Collected data:
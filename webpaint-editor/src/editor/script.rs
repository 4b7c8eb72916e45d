// Replay scripts: a recorded stream of host events and toolbar actions that
// can drive an editor without a browser attached.

use anyhow::Context;
use serde::{Deserialize, Serialize};
use std::fs;
use std::path::{Path, PathBuf};
use tracing::{debug, error, info, warn};
use webpaint_core::{Point, Tool};
use webpaint_input::{HostEvent, InputRouter};

use crate::editor::session::Editor;
use crate::editor::tools::GestureOutcome;

#[derive(Debug, Clone, PartialEq, Serialize, Deserialize)]
#[serde(tag = "op", rename_all = "snake_case")]
pub enum ScriptStep {
    Event { event: HostEvent },
    SelectTool { tool: Tool },
    SetColor { color: String },
    SetStrokeWidth { width: f32 },
    SetFillMode { fill: bool },
    Undo,
    Redo,
    Clear,
    Resize { width: u32, height: u32 },
    /// Relative paths resolve against the script's directory.
    Load { path: PathBuf },
    /// Write the current canvas into the output directory.
    Save,
}

#[derive(Debug, Clone, PartialEq, Serialize, Deserialize)]
pub struct ReplayScript {
    /// Surface offset on the recorded page; subtracted from event positions.
    #[serde(default)]
    pub origin: Point,
    pub steps: Vec<ScriptStep>,
}

impl ReplayScript {
    pub fn load(path: impl AsRef<Path>) -> anyhow::Result<Self> {
        let path = path.as_ref();
        let data = fs::read_to_string(path)
            .with_context(|| format!("read replay script: {}", path.display()))?;
        serde_json::from_str(&data).context("parse replay script json")
    }
}

/// Counters for what a replay did.
#[derive(Debug, Clone, Default, PartialEq, Eq)]
pub struct ReplaySummary {
    pub committed: usize,
    pub cancelled: usize,
    /// Gestures or imports that were rejected and left the canvas as it was.
    pub skipped: usize,
    pub saved: Vec<PathBuf>,
}

/// Apply every step of `script` to `editor`. Rejected gestures and failed
/// image loads are logged and skipped; only save failures abort the replay.
pub fn run_script(
    editor: &mut Editor,
    script: &ReplayScript,
    base_dir: &Path,
    output_dir: &Path,
) -> anyhow::Result<ReplaySummary> {
    let mut router = InputRouter::new(script.origin);
    let mut summary = ReplaySummary::default();
    info!(steps = script.steps.len(), "replaying script");

    for (index, step) in script.steps.iter().enumerate() {
        debug!(index, ?step, "replay step");
        match step {
            ScriptStep::Event { event } => {
                let Some(gesture) = router.route(event) else {
                    continue;
                };
                match editor.handle(&gesture) {
                    Ok(Some(GestureOutcome::Committed)) => summary.committed += 1,
                    Ok(Some(GestureOutcome::Cancelled)) => summary.cancelled += 1,
                    Ok(_) => {}
                    Err(err) => {
                        warn!(index, error = %err, "gesture rejected");
                        summary.skipped += 1;
                    }
                }
            }
            ScriptStep::SelectTool { tool } => editor.select_tool(*tool),
            ScriptStep::SetColor { color } => editor.set_color(color.clone()),
            ScriptStep::SetStrokeWidth { width } => editor.set_stroke_width(*width),
            ScriptStep::SetFillMode { fill } => editor.set_fill_mode(*fill),
            ScriptStep::Undo => {
                editor.undo();
            }
            ScriptStep::Redo => {
                editor.redo();
            }
            ScriptStep::Clear => editor.clear(),
            ScriptStep::Resize { width, height } => {
                if let Err(err) = editor.resize(*width, *height) {
                    warn!(index, error = %err, "resize rejected");
                    summary.skipped += 1;
                }
            }
            ScriptStep::Load { path } => {
                let path = base_dir.join(path);
                if let Err(err) = editor.load_image(&path) {
                    error!(index, error = %format!("{err:#}"), "image load failed");
                    summary.skipped += 1;
                }
            }
            ScriptStep::Save => {
                let saved = editor.save_png(output_dir)?;
                summary.saved.push(saved);
            }
        }
    }

    info!(
        committed = summary.committed,
        cancelled = summary.cancelled,
        skipped = summary.skipped,
        "replay finished"
    );
    Ok(summary)
}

Description of the task: If a line in the records contains the word "crate", copy it out.

Result:
use crate::editor::session::Editor;
use crate::editor::tools::GestureOutcome;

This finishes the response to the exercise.